● Brief:
Please work out the number of lines in the following material that include "Client", and reply with only that number.

Record extracts: Begin

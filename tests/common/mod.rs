//! Shared utilities for integration testing.

use std::net::SocketAddr;
use std::sync::{Arc, Mutex};
use std::time::Duration;

use axum::{body::Body, extract::State, http::Request, routing::any, Router};
use form2json::{Form2JsonConfig, HttpServer, Shutdown};
use tokio::net::TcpListener;
use tokio::sync::mpsc;

/// A request as seen by the mock upstream.
#[derive(Debug, Clone)]
#[allow(dead_code)]
pub struct Captured {
    pub method: String,
    pub path: String,
    pub headers: axum::http::HeaderMap,
    pub body: Vec<u8>,
}

pub type Captures = Arc<Mutex<Vec<Captured>>>;

/// Start a mock upstream that records every request and answers "ok".
#[allow(dead_code)]
pub async fn start_recording_backend() -> (SocketAddr, Captures) {
    let captures: Captures = Arc::default();

    async fn record(State(captures): State<Captures>, request: Request<Body>) -> &'static str {
        let (parts, body) = request.into_parts();
        let body = axum::body::to_bytes(body, usize::MAX).await.unwrap();
        captures.lock().unwrap().push(Captured {
            method: parts.method.to_string(),
            path: parts.uri.path().to_string(),
            headers: parts.headers,
            body: body.to_vec(),
        });
        "ok"
    }

    let app = Router::new()
        .route("/", any(record))
        .route("/{*path}", any(record))
        .with_state(captures.clone());

    let listener = TcpListener::bind("127.0.0.1:0").await.unwrap();
    let addr = listener.local_addr().unwrap();
    tokio::spawn(async move {
        let _ = axum::serve(listener, app).await;
    });

    (addr, captures)
}

/// A running form2json server.
#[allow(dead_code)]
pub struct TestServer {
    pub addr: SocketAddr,
    pub shutdown: Shutdown,
    pub config_updates: mpsc::UnboundedSender<Form2JsonConfig>,
}

impl TestServer {
    pub fn url(&self, path: &str) -> String {
        format!("http://{}{}", self.addr, path)
    }
}

impl Drop for TestServer {
    fn drop(&mut self) {
        self.shutdown.trigger();
    }
}

/// Start form2json on an ephemeral port.
pub async fn start_server(config: Form2JsonConfig) -> TestServer {
    let listener = TcpListener::bind("127.0.0.1:0").await.unwrap();
    let addr = listener.local_addr().unwrap();

    let shutdown = Shutdown::new();
    let (config_updates, updates_rx) = mpsc::unbounded_channel();
    let server = HttpServer::new(config);
    let server_shutdown = shutdown.subscribe();

    tokio::spawn(async move {
        let _ = server.run(listener, updates_rx, server_shutdown).await;
    });

    tokio::time::sleep(Duration::from_millis(50)).await;

    TestServer {
        addr,
        shutdown,
        config_updates,
    }
}

pub fn client() -> reqwest::Client {
    reqwest::Client::builder()
        .pool_max_idle_per_host(0)
        .no_proxy()
        .build()
        .unwrap()
}
//! form2json server.
//!
//! ```text
//!     Client POST (form)      ┌──────────────────────────────────────────┐
//!     ────────────────────────┼─▶ request id ─▶ form2json ─▶ next stage ─┼──▶ Upstream
//!                             │                 │                        │    (or echo)
//!                             │                 ├─ gate                  │
//!                             │                 ├─ parser (spill)        │
//!                             │                 └─ converter (JSON)      │
//!                             └──────────────────────────────────────────┘
//! ```

use std::path::PathBuf;

use clap::Parser;
use tokio::net::TcpListener;
use tokio::sync::mpsc;

use form2json::config::{load_config, watcher::ConfigWatcher, Form2JsonConfig};
use form2json::observability::{logging, metrics};
use form2json::{HttpServer, Shutdown};

#[derive(Parser)]
#[command(name = "form2json")]
#[command(about = "Rewrites form posts into JSON request bodies", long_about = None)]
struct Cli {
    /// Path to a TOML configuration file (watched for changes).
    #[arg(short, long)]
    config: Option<PathBuf>,
}

#[tokio::main]
async fn main() -> Result<(), Box<dyn std::error::Error>> {
    let cli = Cli::parse();

    let config = match &cli.config {
        Some(path) => load_config(path)?,
        None => Form2JsonConfig::default(),
    };

    logging::init(&config.observability);
    tracing::info!("form2json v{} starting", env!("CARGO_PKG_VERSION"));

    tracing::info!(
        bind_address = %config.listener.bind_address,
        memory_limit = config.form.memory_limit,
        upstream = ?config.upstream.address,
        "Configuration loaded"
    );

    if config.observability.metrics_enabled {
        match config.observability.metrics_address.parse() {
            Ok(addr) => metrics::init_metrics(addr),
            Err(e) => tracing::error!(
                metrics_address = %config.observability.metrics_address,
                error = %e,
                "Failed to parse metrics address"
            ),
        }
    }

    // keep the watcher alive for the lifetime of the server
    let (_watcher, config_updates) = match &cli.config {
        Some(path) => {
            let (watcher, updates) = ConfigWatcher::new(path, config.clone());
            (Some(watcher.run()?), updates)
        }
        None => {
            let (_, updates) = mpsc::unbounded_channel();
            (None, updates)
        }
    };

    let listener = TcpListener::bind(&config.listener.bind_address).await?;
    tracing::info!(address = %listener.local_addr()?, "Listening for connections");

    let shutdown = Shutdown::new();
    shutdown.trigger_on_signal();

    let server = HttpServer::new(config);
    server.run(listener, config_updates, shutdown.subscribe()).await?;

    tracing::info!("Shutdown complete");
    Ok(())
}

Record extracts: End

● Written answer:
3